━━━━━ INFORMATION SUPPLIED

//! Unit templates and the archetype factory
//!
//! A `UnitType` is built once per archetype and shared read-only by every
//! unit placed from it.

use std::collections::BTreeMap;
use std::fmt;
use std::str::FromStr;

use serde::{Deserialize, Serialize};

/// Recruitment category of a unit
#[derive(Debug, Clone, Copy, PartialEq, Eq, Hash, Serialize, Deserialize, Default)]
pub enum MusterCategory {
    #[default]
    None,
    Melee,
    Shooting,
    Magic,
    Fast,
    Hero,
    Elite,
    Monster,
    Artillery,
    Special,
}

/// Descriptive morale band
#[derive(Debug, Clone, Copy, PartialEq, Eq, Hash, Serialize, Deserialize, Default)]
pub enum MoraleCategory {
    #[default]
    Standard,
    Exasperation, // Confident, morale >= 80% of max
    Enraged,      // Shaky, morale <= 20% of max
}

/// Weapon profile
#[derive(Debug, Clone, Default, PartialEq, Serialize, Deserialize)]
pub struct Weapons {
    pub retaliate: f64,
    pub primary_damage: f64,
    pub primary_armour_piercing: f64,
    pub secondary_damage: f64,
    pub secondary_armour_piercing: f64,
    pub ranged_damage: f64,
    pub ranged_armour_piercing: f64,
}

/// Elemental resistances (negative = weakness)
#[derive(Debug, Clone, Default, PartialEq, Serialize, Deserialize)]
pub struct Resistances {
    pub lightning: i32,
    pub fire: i32,
    pub ice: i32,
    pub earth: i32,
    pub water: i32,
    pub wind: i32,
    pub light: i32,
    pub dark: i32,
}

/// Immutable stat template for a unit archetype
#[derive(Debug, Clone, Default, PartialEq, Serialize, Deserialize)]
pub struct UnitType {
    pub level: u32,
    pub type_name: String,
    pub category: MusterCategory,
    pub can_fly: bool,

    // Characteristics
    pub max_hp: f64,
    pub max_fatigue: f64,
    pub max_veil: f64,
    pub max_morale: f64,
    pub max_miniature_count: u32,

    // Rates
    pub toughness: f64,
    pub fatigue_rate: f64,
    pub veil_rate: f64,
    pub morale_rate: f64,

    pub aggressiveness: f64,

    // Combat
    pub attack: f64,
    pub initiative: u32,
    pub bulk: u32,
    pub movement: u32,

    pub weapons: Weapons,

    // Muster
    pub point_cost: u32,
    pub affinities: BTreeMap<String, i32>,
    pub muster_category: MusterCategory,

    // Offence
    pub strength: f64,
    pub shooting: f64,
    pub magic: f64,

    // Charge
    pub charge_priority: u32,
    pub reaction_priority: u32,

    // Accuracy (percent)
    pub melee_accuracy: u32,
    pub ranged_accuracy: u32,
    pub magic_accuracy: u32,

    // Morale
    pub morale_type: MoraleCategory,
    pub intimidation: f64,

    // Defence
    pub block: u32,
    pub evade: u32,
    pub deflect: u32,

    // Protection
    pub armour: u32,
    pub shield: u32,
    pub missile_block: f64,

    pub resistances: Resistances,

    pub talents: Vec<String>,
    /// Names of the powers this unit may use
    pub powers: Vec<String>,
}

impl UnitType {
    /// Blank template at the given level
    pub fn new(level: u32) -> Self {
        Self {
            level,
            ..Default::default()
        }
    }

    /// Does this template list the named power?
    pub fn has_power(&self, name: &str) -> bool {
        self.powers.iter().any(|p| p == name)
    }

    /// Pike-armed line infantry
    pub fn billmen(level: u32) -> Self {
        Self {
            level,
            type_name: "Billmen".to_string(),
            category: MusterCategory::Melee,
            can_fly: false,

            max_hp: 5.0 + level as f64,
            max_fatigue: 5.0,
            max_veil: 0.0,
            max_morale: 6.0,
            max_miniature_count: 1,

            toughness: 1.0,
            fatigue_rate: 1.0,
            veil_rate: 0.0,
            morale_rate: 1.0,

            aggressiveness: 0.0,

            attack: 4.0 + (level / 2) as f64,
            initiative: 1,
            bulk: 2,
            movement: 1,

            weapons: Weapons {
                retaliate: 1.0,
                primary_damage: 3.0 + level as f64,
                primary_armour_piercing: 1.0,
                ..Default::default()
            },

            point_cost: 100 + level * 20,
            affinities: BTreeMap::new(),
            muster_category: MusterCategory::Melee,

            strength: 3.0 + level as f64,
            shooting: 0.0,
            magic: 0.0,

            charge_priority: 2,
            reaction_priority: 1,

            melee_accuracy: 70 + level * 5,
            ranged_accuracy: 0,
            magic_accuracy: 0,

            morale_type: MoraleCategory::Standard,
            intimidation: 1.0,

            block: 2,
            evade: 1,
            deflect: 0,

            armour: 2,
            shield: 1,
            missile_block: 0.2,

            resistances: Resistances::default(),

            talents: vec!["Pike Formation".to_string()],
            powers: vec!["Move".to_string(), "Fight".to_string(), "Wait".to_string()],
        }
    }

    /// Flying fire demon with ranged and magic attacks
    pub fn lucifer(level: u32) -> Self {
        let mut affinities = BTreeMap::new();
        affinities.insert("fire".to_string(), 2);
        affinities.insert("dark".to_string(), 1);

        Self {
            level,
            type_name: "Lucifer".to_string(),
            category: MusterCategory::Magic,
            can_fly: true,

            max_hp: 8.0 + level as f64 * 2.0,
            max_fatigue: 7.0,
            max_veil: 5.0,
            max_morale: 8.0,
            max_miniature_count: 1,

            toughness: 1.2,
            fatigue_rate: 0.8,
            veil_rate: 1.5,
            morale_rate: 1.2,

            aggressiveness: 0.0,

            attack: 6.0 + (level / 2) as f64,
            initiative: 3,
            bulk: 3,
            movement: 2,

            weapons: Weapons {
                retaliate: 1.2,
                primary_damage: 5.0 + level as f64,
                primary_armour_piercing: 2.0,
                secondary_damage: 3.0 + (level / 2) as f64,
                secondary_armour_piercing: 1.0,
                ranged_damage: 4.0 + level as f64,
                ranged_armour_piercing: 2.0,
            },

            point_cost: 200 + level * 30,
            affinities,
            muster_category: MusterCategory::Magic,

            strength: 4.0 + level as f64,
            shooting: 3.0 + (level / 2) as f64,
            magic: 5.0 + level as f64,

            charge_priority: 3,
            reaction_priority: 2,

            melee_accuracy: 75 + level * 5,
            ranged_accuracy: 70 + level * 5,
            magic_accuracy: 85 + level * 5,

            morale_type: MoraleCategory::Exasperation,
            intimidation: 1.5,

            block: 3,
            evade: 2,
            deflect: 1,

            armour: 3,
            shield: 0,
            missile_block: 0.3,

            resistances: Resistances {
                lightning: 1,
                fire: 3,
                ice: 0,
                earth: 0,
                water: 0,
                wind: 1,
                light: -1,
                dark: 2,
            },

            talents: vec!["Hellfire".to_string(), "Dark Pact".to_string()],
            powers: vec![
                "Move".to_string(),
                "Fight".to_string(),
                "Shoot".to_string(),
                "Cast Spell".to_string(),
                "Wait".to_string(),
            ],
        }
    }
}

/// Archetypes the factory knows how to build
#[derive(Debug, Clone, Copy, PartialEq, Eq, Hash, Serialize, Deserialize)]
#[serde(rename_all = "lowercase")]
pub enum Archetype {
    Billmen,
    Lucifer,
}

impl Archetype {
    /// Build the stat template for this archetype
    pub fn template(&self, level: u32) -> UnitType {
        match self {
            Archetype::Billmen => UnitType::billmen(level),
            Archetype::Lucifer => UnitType::lucifer(level),
        }
    }
}

impl fmt::Display for Archetype {
    fn fmt(&self, f: &mut fmt::Formatter<'_>) -> fmt::Result {
        match self {
            Archetype::Billmen => f.write_str("billmen"),
            Archetype::Lucifer => f.write_str("lucifer"),
        }
    }
}

impl FromStr for Archetype {
    type Err = String;

    fn from_str(s: &str) -> Result<Self, Self::Err> {
        match s.to_ascii_lowercase().as_str() {
            "billmen" => Ok(Archetype::Billmen),
            "lucifer" => Ok(Archetype::Lucifer),
            other => Err(format!("Unknown archetype: {}", other)),
        }
    }
}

━━━━━━━━━━

Using the listing above, pull out all lines that hold the word "serde".

use serde::{Deserialize, Serialize};
#[serde(rename_all = "lowercase")]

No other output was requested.